Part-way through the eight-week class, he earned his food service sanitation manager certification and landed a job running the broiler at Cheddar's.

“You come in on the weekend and order a steak,” he said, a proud grin spreading across his face. “I'll be the one cooking it.”

Sangster, 50, was one of nine people who successfully completed the program last week.

Two previous eight-week sessions produced 13 graduates, 10 of whom were able to earn that all-important certification. Six did so this time around, and the remaining three plan to take the test again Nov. 18.

Two other graduates, in addition to Sangster, found jobs while taking the training.

“This was a phenomenal session for us,” said Jeff Mueller, the army's director of men's services. “We'll start the next one in February.”

A $25,000 ADM Cares grant provides the funding, and the teachers are Charlyn Fargo Ware and Rochelle Slater, both employees in dietitian services for Springfield's HyVee store.

Ware said the most recent students were the most committed class they've had so far, with only one dropping out because he moved away and attendance virtually perfect otherwise. “They were so eager to learn,” she said.

The vast majority of culinary arts students are residents of the homeless shelter, but Salvation Army staff are also allowed to take the class if they wish, and the occasional referral from another agency is also accepted.

The newest class, for example, included Heather Wallaert, 23, a client support specialist in the shelter, and Kelly Peterson, 33, who was referred by Heritage Behavioral Health Center.

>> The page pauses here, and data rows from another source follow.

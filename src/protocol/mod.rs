//! Protocol Module
//!
//! Defines the wire protocol spoken on the control connection.
//!
//! ## Command Format
//! ```text
//! KEYWORD [SP arguments] CRLF
//! ```
//!
//! ## Reply / Event Format
//! ```text
//! 250-version=0.4.8          mid-reply line
//! 250+config-text=           data block follows
//! SocksPort 9050
//! .                          data block terminator
//! 250 OK                     terminal line
//!
//! 650 CIRC 12 BUILT ...      asynchronous event (6xx)
//! ```
//!
//! ### Status Classes
//! - 2xx: success, resolves the oldest pending command
//! - 4xx/5xx: failure, resolves it with a `ProtocolError`
//! - 6xx: asynchronous event, never touches the pending queue

pub mod codec;
mod command;
mod config_entry;
mod error_table;
mod event;
mod parser;
mod reply;

pub use command::{CommandFrame, CommandType, BINARY_HEADER_SIZE};
pub use config_entry::ConfigEntry;
pub use error_table::{ErrorTable, ProtocolError};
pub use event::{Event, EventType};
pub use parser::StreamParser;
pub use reply::{Reply, ReplyLine, Separator, Unit};
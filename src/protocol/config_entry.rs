//! Configuration entries
//!
//! One `key=value` pair as returned by the server in a reply line.

/// An immutable key/value pair decoded from one reply line
#[derive(Debug, Clone, PartialEq, Eq)]
pub struct ConfigEntry {
    key: String,
    value: String,
}

impl ConfigEntry {
    pub fn new(key: impl Into<String>, value: impl Into<String>) -> Self {
        Self {
            key: key.into(),
            value: value.into(),
        }
    }

    /// Parse `key=value` from a reply line
    ///
    /// A line without `=` is a key at its default and gets an empty value.
    /// Surrounding double quotes on the value are stripped.
    pub fn parse(line: &str) -> Self {
        match line.split_once('=') {
            Some((key, value)) => Self::new(key, unquote(value)),
            None => Self::new(line, ""),
        }
    }

    pub fn key(&self) -> &str {
        &self.key
    }

    pub fn value(&self) -> &str {
        &self.value
    }
}

fn unquote(value: &str) -> &str {
    value
        .strip_prefix('"')
        .and_then(|v| v.strip_suffix('"'))
        .unwrap_or(value)
}
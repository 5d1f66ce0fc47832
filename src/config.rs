//! Configuration for ctlwire
//!
//! Centralized configuration with sensible defaults.

use std::ops::RangeInclusive;
use std::sync::Arc;

use crate::error::{CtlError, Result};
use crate::protocol::ErrorTable;

/// Main configuration for one control connection
#[derive(Debug, Clone)]
pub struct ClientConfig {
    // -------------------------------------------------------------------------
    // Network Configuration
    // -------------------------------------------------------------------------
    /// Control port address (host:port)
    pub control_addr: String,

    /// Connect timeout (milliseconds, 0 = OS default)
    pub connect_timeout_ms: u64,

    /// Socket read timeout (milliseconds, 0 = none)
    ///
    /// This is an idle-kill timer: a connection that receives nothing for
    /// this long fails with an `Io` error and is torn down, even between
    /// units. Events can be arbitrarily far apart, so leave it at 0 unless
    /// the peer is expected to talk continuously. Use `reply_timeout_ms` to
    /// bound a single command.
    pub read_timeout_ms: u64,

    /// Write timeout (milliseconds, 0 = none)
    pub write_timeout_ms: u64,

    /// How long `Connection::request` waits for each reply (milliseconds,
    /// 0 = forever)
    ///
    /// On expiry the caller gets `Timeout` and detaches; the connection
    /// stays open.
    pub reply_timeout_ms: u64,

    // -------------------------------------------------------------------------
    // Protocol Configuration
    // -------------------------------------------------------------------------
    /// Line grammar constants
    pub parser: ParserConfig,

    /// Code → message table for server-reported failures
    pub error_table: Arc<ErrorTable>,
}

impl Default for ClientConfig {
    fn default() -> Self {
        Self {
            control_addr: "127.0.0.1:9051".to_string(),
            connect_timeout_ms: 5000,
            read_timeout_ms: 0,
            write_timeout_ms: 5000,
            reply_timeout_ms: 0,
            parser: ParserConfig::default(),
            error_table: Arc::new(ErrorTable::default()),
        }
    }
}

impl ClientConfig {
    /// Create a new config builder
    pub fn builder() -> ClientConfigBuilder {
        ClientConfigBuilder::default()
    }

    /// Check the config for values the parser cannot work with
    pub fn validate(&self) -> Result<()> {
        self.parser.validate()
    }
}

/// Builder for ClientConfig
#[derive(Default)]
pub struct ClientConfigBuilder {
    config: ClientConfig,
}

impl ClientConfigBuilder {
    /// Set the control port address
    pub fn control_addr(mut self, addr: impl Into<String>) -> Self {
        self.config.control_addr = addr.into();
        self
    }

    /// Set the connect timeout (in milliseconds)
    pub fn connect_timeout_ms(mut self, ms: u64) -> Self {
        self.config.connect_timeout_ms = ms;
        self
    }

    /// Set the read timeout (in milliseconds)
    pub fn read_timeout_ms(mut self, ms: u64) -> Self {
        self.config.read_timeout_ms = ms;
        self
    }

    /// Set the write timeout (in milliseconds)
    pub fn write_timeout_ms(mut self, ms: u64) -> Self {
        self.config.write_timeout_ms = ms;
        self
    }

    /// Set the per-request reply timeout (in milliseconds, 0 = forever)
    pub fn reply_timeout_ms(mut self, ms: u64) -> Self {
        self.config.reply_timeout_ms = ms;
        self
    }

    /// Set the line grammar
    pub fn parser(mut self, parser: ParserConfig) -> Self {
        self.config.parser = parser;
        self
    }

    /// Set the error table
    pub fn error_table(mut self, table: ErrorTable) -> Self {
        self.config.error_table = Arc::new(table);
        self
    }

    pub fn build(self) -> ClientConfig {
        self.config
    }
}

/// Protocol-specific constants of the reply line grammar
///
/// ```text
/// DDD<sep><text>
///      │
///      ├── continuation  more status lines follow
///      ├── data          data lines follow until the terminator line
///      └── terminal      last line of the unit
/// ```
#[derive(Debug, Clone, PartialEq, Eq)]
pub struct ParserConfig {
    /// Separator of a mid-reply line
    pub continuation: u8,

    /// Separator of a line that opens a data block
    pub data: u8,

    /// Separator of the final line
    pub terminal: u8,

    /// Line that closes a data block
    pub data_terminator: String,

    /// Status codes reserved for asynchronous events
    pub event_codes: RangeInclusive<u16>,

    /// Status codes that resolve a command successfully
    pub success_codes: RangeInclusive<u16>,

    /// Longest accepted line, excluding the line ending
    pub max_line_len: usize,
}

impl Default for ParserConfig {
    fn default() -> Self {
        Self {
            continuation: b'-',
            data: b'+',
            terminal: b' ',
            data_terminator: ".".to_string(),
            event_codes: 600..=699,
            success_codes: 200..=299,
            max_line_len: 64 * 1024, // 64 KB
        }
    }
}

impl ParserConfig {
    /// Create a new parser config builder
    pub fn builder() -> ParserConfigBuilder {
        ParserConfigBuilder::default()
    }

    pub fn is_event(&self, status: u16) -> bool {
        self.event_codes.contains(&status)
    }

    pub fn is_success(&self, status: u16) -> bool {
        self.success_codes.contains(&status)
    }

    /// Check that the grammar is unambiguous
    pub fn validate(&self) -> Result<()> {
        let seps = [self.continuation, self.data, self.terminal];
        if seps[0] == seps[1] || seps[0] == seps[2] || seps[1] == seps[2] {
            return Err(CtlError::Config(format!(
                "Separators must be distinct: {:?}",
                seps.map(char::from)
            )));
        }

        if self.data_terminator.is_empty() {
            return Err(CtlError::Config("Data terminator must not be empty".to_string()));
        }

        let overlap = self.event_codes.start() <= self.success_codes.end()
            && self.success_codes.start() <= self.event_codes.end();
        if overlap && !self.event_codes.is_empty() && !self.success_codes.is_empty() {
            return Err(CtlError::Config(format!(
                "Event codes {:?} overlap success codes {:?}",
                self.event_codes, self.success_codes
            )));
        }

        if self.max_line_len == 0 {
            return Err(CtlError::Config("max_line_len must be non-zero".to_string()));
        }

        Ok(())
    }
}

/// Builder for ParserConfig
#[derive(Default)]
pub struct ParserConfigBuilder {
    config: ParserConfig,
}

impl ParserConfigBuilder {
    /// Set the continuation, data and terminal separators
    pub fn separators(mut self, continuation: u8, data: u8, terminal: u8) -> Self {
        self.config.continuation = continuation;
        self.config.data = data;
        self.config.terminal = terminal;
        self
    }

    /// Set the line that closes a data block
    pub fn data_terminator(mut self, terminator: impl Into<String>) -> Self {
        self.config.data_terminator = terminator.into();
        self
    }

    /// Set the status codes reserved for events
    pub fn event_codes(mut self, codes: RangeInclusive<u16>) -> Self {
        self.config.event_codes = codes;
        self
    }

    /// Set the status codes that count as success
    pub fn success_codes(mut self, codes: RangeInclusive<u16>) -> Self {
        self.config.success_codes = codes;
        self
    }

    /// Set the longest accepted line
    pub fn max_line_len(mut self, len: usize) -> Self {
        self.config.max_line_len = len;
        self
    }

    pub fn build(self) -> ParserConfig {
        self.config
    }
}
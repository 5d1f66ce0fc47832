//! Pending commands
//!
//! The FIFO of commands awaiting a reply, and the caller-side handle.

use std::collections::VecDeque;
use std::sync::atomic::{AtomicBool, Ordering};
use std::time::{Duration, Instant};

use crossbeam::channel::{self, Receiver, RecvTimeoutError, Sender, TryRecvError};

use crate::error::{CtlError, Result};
use crate::protocol::{CommandType, Reply};

/// A submitted command whose reply has not arrived yet
#[derive(Debug)]
pub struct PendingCommand {
    id: u64,
    submitted_at: Instant,
    command_type: CommandType,

    /// Single-assignment result slot (capacity 1, sent to exactly once)
    slot: Sender<Result<Reply>>,
}

impl PendingCommand {
    pub fn id(&self) -> u64 {
        self.id
    }

    pub fn submitted_at(&self) -> Instant {
        self.submitted_at
    }

    pub fn command_type(&self) -> &CommandType {
        &self.command_type
    }

    /// Fill the result slot, consuming the command
    ///
    /// A caller that stopped waiting has dropped its receiver; the result is
    /// then discarded.
    pub fn resolve(self, result: Result<Reply>) {
        tracing::debug!(
            id = self.id,
            command = %self.command_type.keyword(),
            ok = result.is_ok(),
            elapsed_ms = self.submitted_at.elapsed().as_millis() as u64,
            "Command resolved"
        );
        if self.slot.send(result).is_err() {
            tracing::trace!(id = self.id, "Caller detached before result");
        }
    }
}

/// FIFO of pending commands plus the connection's closed flag
///
/// Enqueue and close share one lock, so a command is either queued before
/// close (and torn down by it) or rejected.
#[derive(Debug, Default)]
pub struct PendingQueue {
    queue: VecDeque<PendingCommand>,
    next_id: u64,
    closed: Option<String>,
}

impl PendingQueue {
    pub fn new() -> Self {
        Self::default()
    }

    /// Append a command at the tail and hand back its reply handle
    pub fn push(&mut self, command_type: CommandType) -> Result<PendingReply> {
        if let Some(reason) = &self.closed {
            return Err(CtlError::ConnectionClosed(reason.clone()));
        }

        self.next_id += 1;
        let (tx, rx) = channel::bounded(1);
        let submitted_at = Instant::now();

        self.queue.push_back(PendingCommand {
            id: self.next_id,
            submitted_at,
            command_type,
            slot: tx,
        });

        Ok(PendingReply {
            id: self.next_id,
            submitted_at,
            rx,
            taken: AtomicBool::new(false),
        })
    }

    /// Remove the oldest command
    pub fn pop(&mut self) -> Option<PendingCommand> {
        self.queue.pop_front()
    }

    /// Mark closed and take every queued command
    ///
    /// Returns `None` if already closed, so teardown runs once.
    pub fn close(&mut self, reason: &str) -> Option<Vec<PendingCommand>> {
        if self.closed.is_some() {
            return None;
        }
        self.closed = Some(reason.to_string());
        Some(self.queue.drain(..).collect())
    }

    pub fn is_closed(&self) -> bool {
        self.closed.is_some()
    }

    pub fn close_reason(&self) -> Option<&str> {
        self.closed.as_deref()
    }

    pub fn len(&self) -> usize {
        self.queue.len()
    }

    pub fn is_empty(&self) -> bool {
        self.queue.is_empty()
    }
}

/// Caller-side handle for one submitted command
///
/// Waiting blocks only the caller. Giving up (timeout or drop) detaches the
/// handle; the command stays queued and its reply is still consumed in order.
#[derive(Debug)]
pub struct PendingReply {
    id: u64,
    submitted_at: Instant,
    rx: Receiver<Result<Reply>>,

    /// Set once the result has been handed out
    taken: AtomicBool,
}

impl PendingReply {
    /// Sequence number assigned at submit
    pub fn id(&self) -> u64 {
        self.id
    }

    /// Time since submit
    pub fn elapsed(&self) -> Duration {
        self.submitted_at.elapsed()
    }

    /// Block until the reply (or teardown) arrives
    pub fn wait(self) -> Result<Reply> {
        if self.is_taken() {
            return Err(CtlError::ResultTaken(self.id));
        }
        self.rx.recv().unwrap_or_else(|_| Err(slot_dropped()))
    }

    /// Block for at most `timeout`
    ///
    /// On timeout the handle stays usable and can be waited on again. Once
    /// the result has been taken, further waits fail with `ResultTaken`.
    pub fn wait_timeout(&self, timeout: Duration) -> Result<Reply> {
        if self.is_taken() {
            return Err(CtlError::ResultTaken(self.id));
        }
        match self.rx.recv_timeout(timeout) {
            Ok(result) => self.take(result),
            Err(RecvTimeoutError::Timeout) => Err(CtlError::Timeout(timeout)),
            Err(RecvTimeoutError::Disconnected) => Err(slot_dropped()),
        }
    }

    /// Take the result if it has arrived
    ///
    /// Returns `None` while the reply is outstanding and again after the
    /// result has been taken.
    pub fn try_result(&self) -> Option<Result<Reply>> {
        if self.is_taken() {
            return None;
        }
        match self.rx.try_recv() {
            Ok(result) => Some(self.take(result)),
            Err(TryRecvError::Empty) => None,
            Err(TryRecvError::Disconnected) => Some(Err(slot_dropped())),
        }
    }

    /// Whether the result has already been handed out
    pub fn is_taken(&self) -> bool {
        self.taken.load(Ordering::Acquire)
    }

    fn take(&self, result: Result<Reply>) -> Result<Reply> {
        self.taken.store(true, Ordering::Release);
        result
    }
}

fn slot_dropped() -> CtlError {
    CtlError::ConnectionClosed("result slot dropped without a reply".to_string())
}
//! Network Module
//!
//! Transport ownership and connection lifecycle.
//!
//! ## Architecture
//! - One background reader thread per connection
//! - Callers submit from any thread through the shared dispatcher
//! - `close` (or end of stream, or a fatal error) tears down every pending
//!   command

mod connection;

pub use connection::{Connection, READER_THREAD_NAME};
//! Binary codec
//!
//! Fixed-width big-endian integers embedded in otherwise textual frames.
//!
//! ```text
//! ┌──────────┬──────────┐
//! │ MSB (1)  │ LSB (1)  │   u16 = (b0 << 8) | b1
//! └──────────┴──────────┘
//! ```
//!
//! Readers never consume anything on a short read, so a caller can retry once
//! more bytes arrive.

use bytes::{Buf, BufMut};

use crate::error::{CtlError, Result};

/// Width of an encoded u16
pub const U16_LEN: usize = 2;

/// Width of an encoded u32
pub const U32_LEN: usize = 4;

fn ensure<B: Buf>(buf: &B, needed: usize) -> Result<()> {
    let available = buf.remaining();
    if available < needed {
        return Err(CtlError::BufferUnderflow { needed, available });
    }
    Ok(())
}

/// Read one big-endian u16 from the cursor
pub fn get_u16<B: Buf>(buf: &mut B) -> Result<u16> {
    ensure(buf, U16_LEN)?;
    Ok(buf.get_u16())
}

/// Append one big-endian u16
pub fn put_u16<B: BufMut>(buf: &mut B, value: u16) {
    buf.put_u16(value);
}

/// Read one big-endian u32 from the cursor
pub fn get_u32<B: Buf>(buf: &mut B) -> Result<u32> {
    ensure(buf, U32_LEN)?;
    Ok(buf.get_u32())
}

/// Append one big-endian u32
pub fn put_u32<B: BufMut>(buf: &mut B, value: u32) {
    buf.put_u32(value);
}
#[test]
fn test_unregister_listener() {
    let (dispatcher, _buf) = setup();
    let calls = Arc::new(AtomicUsize::new(0));

    let id = {
        let calls = Arc::clone(&calls);
        dispatcher.register_listener(EventType::Bandwidth, move |_| {
            calls.fetch_add(1, Ordering::SeqCst);
        })
    };

    assert!(dispatcher.unregister_listener(id));
    assert!(!dispatcher.unregister_listener(id));
    assert_eq!(dispatcher.listener_count(), 0);

    dispatcher.on_incoming_unit(unit(b"650 BW 1 2\r\n")).unwrap();
    assert_eq!(calls.load(Ordering::SeqCst), 0);
}

#[test]
fn test_unrecognized_event_bucket() {
    let (dispatcher, _buf) = setup();
    let calls = Arc::new(AtomicUsize::new(0));
    {
        let calls = Arc::clone(&calls);
        dispatcher.register_listener(EventType::from_tag("HS_DESC"), move |event| {
            assert_eq!(event.event_type().as_tag(), "HS_DESC");
            calls.fetch_add(1, Ordering::SeqCst);
        });
    }

    dispatcher.on_incoming_unit(unit(b"650 HS_DESC UPLOAD x\r\n")).unwrap();
    assert_eq!(calls.load(Ordering::SeqCst), 1);
}

#[test]
fn test_unrecognized_tag_registered_in_lower_case() {
    let (dispatcher, _buf) = setup();
    let calls = Arc::new(AtomicUsize::new(0));
    {
        let calls = Arc::clone(&calls);
        dispatcher.register_listener(EventType::Unrecognized("foo".to_string()), move |event| {
            assert_eq!(event.event_type(), &EventType::Unrecognized("FOO".to_string()));
            calls.fetch_add(1, Ordering::SeqCst);
        });
    }
    {
        let calls = Arc::clone(&calls);
        dispatcher.register_listener(EventType::Unrecognized("circ".to_string()), move |event| {
            assert_eq!(event.event_type(), &EventType::Circuit);
            calls.fetch_add(10, Ordering::SeqCst);
        });
    }

    dispatcher.on_incoming_unit(unit(b"650 foo bar\r\n")).unwrap();
    dispatcher.on_incoming_unit(unit(b"650 CIRC 1 BUILT\r\n")).unwrap();
    assert_eq!(calls.load(Ordering::SeqCst), 11);
}

// =============================================================================
// Fatal Error and Teardown Tests
// =============================================================================

#[test]
fn test_unmatched_reply_closes_dispatcher() {
    let (dispatcher, _buf) = setup();

    let err = dispatcher.on_incoming_unit(unit(b"250 OK\r\n")).unwrap_err();
    assert!(matches!(err, CtlError::UnmatchedReply { status: 250 }));
    assert!(err.is_fatal());
    assert!(dispatcher.is_closed());

    assert!(matches!(
        dispatcher.submit(getinfo("version")),
        Err(CtlError::ConnectionClosed(_))
    ));
}

#[test]
fn test_teardown_resolves_each_pending_once() {
    let (dispatcher, _buf) = setup();

    let handles: Vec<_> = (0..4)
        .map(|i| dispatcher.submit(getinfo(&format!("k{}", i))).unwrap())
        .collect();

    assert_eq!(dispatcher.shutdown("transport lost"), 4);
    assert_eq!(dispatcher.shutdown("again"), 0);
    assert_eq!(dispatcher.close_reason().as_deref(), Some("transport lost"));

    // A late reply does not resolve anything twice
    dispatcher.on_incoming_unit(unit(b"250 OK\r\n")).unwrap();

    for handle in handles {
        match handle.try_result() {
            Some(Err(CtlError::ConnectionClosed(reason))) => assert_eq!(reason, "transport lost"),
            other => panic!("Expected connection closed, got {:?}", other),
        }
        assert!(handle.try_result().is_none());
    }
}

#[test]
fn test_teardown_with_nothing_pending() {
    let (dispatcher, _buf) = setup();
    assert_eq!(dispatcher.shutdown("bye"), 0);
    assert!(dispatcher.is_closed());
}

#[test]
fn test_events_after_close_are_ignored() {
    let (dispatcher, _buf) = setup();
    let calls = Arc::new(AtomicUsize::new(0));
    {
        let calls = Arc::clone(&calls);
        dispatcher.register_listener(EventType::Circuit, move |_| {
            calls.fetch_add(1, Ordering::SeqCst);
        });
    }

    dispatcher.shutdown("bye");
    dispatcher.on_incoming_unit(unit(b"650 CIRC 1 BUILT\r\n")).unwrap();
    assert_eq!(calls.load(Ordering::SeqCst), 0);
}

#[test]
fn test_write_failure_tears_down() {
    let dispatcher = Dispatcher::new(FailingWriter { remaining: 1 }, &ClientConfig::default());

    let first = dispatcher.submit(getinfo("version")).unwrap();
    let err = dispatcher.submit(getinfo("address")).unwrap_err();

    assert!(matches!(err, CtlError::Io(_)));
    assert!(dispatcher.is_closed());
    assert!(matches!(first.wait(), Err(CtlError::ConnectionClosed(_))));
}

// =============================================================================
// Detach and Concurrency Tests
// =============================================================================

#[test]
fn test_wait_timeout_detaches_without_removing() {
    let (dispatcher, _buf) = setup();

    let a = dispatcher.submit(getinfo("slow")).unwrap();
    let timeout = Duration::from_millis(20);
    assert!(matches!(a.wait_timeout(timeout), Err(CtlError::Timeout(d)) if d == timeout));
    assert_eq!(dispatcher.pending_count(), 1);

    let b = dispatcher.submit(getinfo("fast")).unwrap();
    dispatcher.on_incoming_unit(unit(b"250 slow=1\r\n")).unwrap();
    dispatcher.on_incoming_unit(unit(b"250 fast=2\r\n")).unwrap();

    assert_eq!(a.wait().unwrap().text(), "slow=1");
    assert_eq!(b.wait().unwrap().text(), "fast=2");
}

#[test]
fn test_result_is_taken_once_on_live_dispatcher() {
    let (dispatcher, _buf) = setup();

    let a = dispatcher.submit(getinfo("version")).unwrap();
    assert!(a.try_result().is_none());
    assert!(!a.is_taken());

    dispatcher.on_incoming_unit(unit(b"250 version=1\r\n")).unwrap();

    let first = a.try_result().expect("reply delivered");
    assert_eq!(first.unwrap().text(), "version=1");
    assert!(a.is_taken());

    // Later polls report nothing rather than a closed connection
    assert!(a.try_result().is_none());
    assert!(matches!(
        a.wait_timeout(Duration::from_millis(5)),
        Err(CtlError::ResultTaken(id)) if id == a.id()
    ));
    assert!(!dispatcher.is_closed());

    let id = a.id();
    match a.wait() {
        Err(CtlError::ResultTaken(taken)) => assert_eq!(taken, id),
        other => panic!("Expected result taken, got {:?}", other),
    }
}

#[test]
fn test_dropped_handle_still_consumes_its_reply() {
    let (dispatcher, _buf) = setup();

    drop(dispatcher.submit(getinfo("abandoned")).unwrap());
    let b = dispatcher.submit(getinfo("kept")).unwrap();

    dispatcher.on_incoming_unit(unit(b"250 abandoned=1\r\n")).unwrap();
    dispatcher.on_incoming_unit(unit(b"250 kept=2\r\n")).unwrap();

    assert_eq!(b.wait().unwrap().text(), "kept=2");
}

#[test]
fn test_wait_blocks_until_reader_delivers() {
    let (dispatcher, _buf) = setup();
    let dispatcher = Arc::new(dispatcher);

    let a = dispatcher.submit(getinfo("version")).unwrap();

    let reader = {
        let dispatcher = Arc::clone(&dispatcher);
        thread::spawn(move || {
            thread::sleep(Duration::from_millis(20));
            dispatcher.on_incoming_unit(unit(b"250 version=1\r\n")).unwrap();
        })
    };

    assert_eq!(a.wait().unwrap().text(), "version=1");
    reader.join().unwrap();
}

#[test]
fn test_concurrent_submit_keeps_frames_whole_and_ordered() {
    const THREADS: usize = 8;
    const PER_THREAD: usize = 50;

    let (dispatcher, buf) = setup();
    let dispatcher = Arc::new(dispatcher);

    let workers: Vec<_> = (0..THREADS)
        .map(|t| {
            let dispatcher = Arc::clone(&dispatcher);
            thread::spawn(move || {
                (0..PER_THREAD)
                    .map(|i| {
                        let key = format!("t{}-{}", t, i);
                        let handle = dispatcher.submit(getinfo(&key)).unwrap();
                        (handle, key)
                    })
                    .collect::<Vec<_>>()
            })
        })
        .collect();

    let mut submitted: Vec<_> = workers
        .into_iter()
        .flat_map(|w| w.join().unwrap())
        .collect();
    submitted.sort_by_key(|(handle, _)| handle.id());

    // Every frame is intact, and wire order equals queue order
    let written = buf.contents();
    let lines: Vec<&str> = written.split_terminator("\r\n").collect();
    assert_eq!(lines.len(), THREADS * PER_THREAD);
    for (line, (_, key)) in lines.iter().zip(&submitted) {
        assert_eq!(*line, format!("GETINFO {}", key));
    }

    for (_, key) in &submitted {
        let reply = format!("250 {}=ok\r\n", key);
        dispatcher.on_incoming_unit(unit(reply.as_bytes())).unwrap();
    }

    for (handle, key) in submitted {
        let reply = handle.wait().unwrap();
        assert_eq!(reply.config_entries()[0].key(), key);
    }
}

Peterson said he also took a hospitality class through the Decatur School District's Adult Education Center and hopes to get a job soon as a restaurant cook.

“I'm interested in making recipes, not just heating up a burger and selling it to people,” he said.

The other students were current or former shelter residents Brian Batchellor, 40; Joshua Boles, 41; William Farrar, 49; Troy Ingram, 40; Edward McNamara, 44; and Joseph Sigler, 51.

For their last class, they worked together congenially in the kitchen of the Salvation Army's Community Hall preparing a plated dinner for themselves and their guests: stuffed chicken breasts, two-toned augratin potatoes, fresh asparagus, tossed salad, rolls and pumpkin spice cake.

“The class is about more than the food,” Mueller said. “Students also learn the social skills they'll need in the workplace.”

J.W. Wallace, 61, who attended the graduation dinner, said completing the army's Culinary Arts class earlier this year turned his life around after a DUI ended his career as a truck driver, his age made it difficult to find other work, and he lost everything.

Wallace said he first he landed a job cooking at the Handy Pantry and now manages the Downtown Convenience store at 117 N. Main St. in Decatur.

“I never had done restaurant work, but I'm a country boy and knew how to cook,” he said. “The program was a real blessing to me.”